Jobs and the economy constituted a major focus for local officials when the League set its strategic goals for 2010. Two of the three goals addressed economic development and jobs-related issues:
Promote Economic Stimulus, Infrastructure Investment, Business Development and Job Creation. Promote federal, state and local investment in transportation, water, redevelopment and other critical infrastructure projects that will support the retention and creation of new private businesses and jobs in our cities and state.
Protect Local Control and Funding for Vital Local Services. Use statewide ballot measure and legislative and legal advocacy to achieve reforms that protect local control and abolish the power of the state to borrow, divert or impose restrictions on the use of all local revenue sources, including locally imposed or levied taxes, the local shares of all transportation tax revenues (including public transit funding), the redevelopment tax increment, and any other local revenue source used to fund vital local services.
The League is utilizing several strategies to achieve these goals, including providing regular updates to cities on funding opportunities available through the American Recovery and Reinvestment Act (ARRA) of 2009. On the federal front, the League is working with President Obama’s administration and our elected representatives in the U.S. Senate to increase job production at the local level by expediting the release of ARRA funds and encouraging additional funding for existing programs, such as the Community Development Block Grant, the Sustainable Communities Initiative, the Energy Efficiency and Conservation Block Grant and others. And the League is working to qualify the Local Taxpayer, Public Safety and Transportation Protection Act of 2010 for the November ballot; this measure would protect local revenues, including redevelopment funds, from state raids (visit www.savelocalservices.com for more information).
In the meantime, what is the State of California doing to create jobs and generate economic activity? The state’s job-creation efforts are fragmented at best. According to a recent Sacramento Bee article by two members of the Little Hoover Commission, “The state’s economic development programs are not organized in a way that businesses and cities can use them — or even find them … the state government lacks a vision or a voice for California economic development.”
The Role of Redevelopment
Redevelopment represents the sole effective mechanism the State of California has for economic development. More than 397 local redevelopment agencies are active in communities throughout California; they are the most important tool we have to help breathe new life into areas in need of revitalization.
Redevelopment agencies buy blighted property in run-down areas, clean up contaminated soil and build public improvements and infrastructure so the site can be used for housing and business. This in turn attracts private investment and creates a chain reaction where the ultimate economic output and benefits to the community exceed the original public investment. When redevelopment agencies make improvements to deteriorated areas, property values in those areas rise, and so do property tax revenues.

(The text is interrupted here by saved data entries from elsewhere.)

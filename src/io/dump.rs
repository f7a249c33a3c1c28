// Copyright (c) 2025, Jason Jenkins
// SPDX-License-Identifier: BSD-3-Clause

//! Element dump ingestion.
//!
//! Parses the UI-automation dump format: one JSON object whose keys are
//! element ids and whose values carry a bounds literal plus string-typed
//! booleans. Booleans are compared against the literal `"true"` at this
//! boundary and never propagated as strings. Entries without parseable
//! bounds are skipped, matching the uploader's behavior for elements
//! that are not drawable.

use crate::error::DrizzError;
use crate::models::element::{Bounds, Element};
use serde::Deserialize;
use serde_json::Value;

/// Raw wire shape of one dump entry. All fields are optional strings;
/// absent booleans default to false via the empty string.
#[derive(Debug, Deserialize)]
struct RawElement {
    #[serde(default)]
    bounds: String,
    #[serde(default)]
    class: String,
    #[serde(default)]
    text: String,
    #[serde(rename = "resource-id", default)]
    resource_id: String,
    #[serde(rename = "content-desc", default)]
    content_desc: String,
    #[serde(default)]
    clickable: String,
    #[serde(default)]
    enabled: String,
    #[serde(rename = "visible-to-user", default)]
    visible: String,
    #[serde(default)]
    focused: String,
}

/// The wire format carries booleans as literal strings; only the exact
/// string "true" is truthy.
fn string_bool(s: &str) -> bool {
    s == "true"
}

/// Collapse runs of whitespace in free-text content.
fn clean_text(text: &str) -> String {
    text.split_whitespace().collect::<Vec<_>>().join(" ")
}

/// Parse a raw dump string into the original JSON value plus the
/// ingested element list, sorted by descending testing priority.
///
/// Fails with `Parse` on malformed JSON and `Validation` when the dump
/// is not an object or contains no bounds-bearing entries.
pub fn parse_dump(raw: &str) -> Result<(Value, Vec<Element>), DrizzError> {
    let value: Value = serde_json::from_str(raw)?;
    let object = value
        .as_object()
        .ok_or_else(|| DrizzError::Validation("dump must be a JSON object".to_string()))?;

    let mut elements = Vec::new();
    for (id, entry) in object {
        let raw_element: RawElement = match serde_json::from_value(entry.clone()) {
            Ok(e) => e,
            Err(_) => {
                log::warn!("Skipping non-object dump entry {:?}", id);
                continue;
            }
        };
        if raw_element.bounds.is_empty() {
            continue;
        }
        let bounds = match Bounds::parse(&raw_element.bounds) {
            Ok(b) => b,
            Err(e) => {
                log::warn!("Skipping element {:?}: {}", id, e);
                continue;
            }
        };

        elements.push(Element {
            id: id.clone(),
            bounds,
            class_label: raw_element.class,
            text: clean_text(&raw_element.text),
            resource_id: raw_element.resource_id,
            content_desc: raw_element.content_desc,
            clickable: string_bool(&raw_element.clickable),
            enabled: string_bool(&raw_element.enabled),
            visible: string_bool(&raw_element.visible),
            focused: string_bool(&raw_element.focused),
        });
    }

    if elements.is_empty() {
        return Err(DrizzError::Validation(
            "no valid UI elements found with bounds information".to_string(),
        ));
    }

    // Most important elements first; stable, so ties keep key order.
    elements.sort_by(|a, b| b.priority().cmp(&a.priority()));

    log::info!("Ingested {} elements from dump", elements.len());
    Ok((value, elements))
}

Before the recession’s onslaught, redevelopment contributed $40.8 billion to California’s economy in FY 2006–07 and supported 303,900 full- and part-time jobs. Redevelopment construction activities in FY 2006–07 generated $2 billion in state and local taxes. These facts underscore just how important redevelopment is for California’s communities and the state’s economy.
Redevelopment agencies are major players in creating jobs. The Contra Costa Centre Transit Village project surrounding the Pleasant Hill Bay Area Rapid Transit (BART) Station offers a great example. The local redevelopment agency invested approximately $100 million in this transit-oriented development, spurring additional private investment in excess of $900 million. Today Contra Costa Centre has 7,000 employees and 6,000 residents, and about 6,000 people use the local BART station on a daily basis.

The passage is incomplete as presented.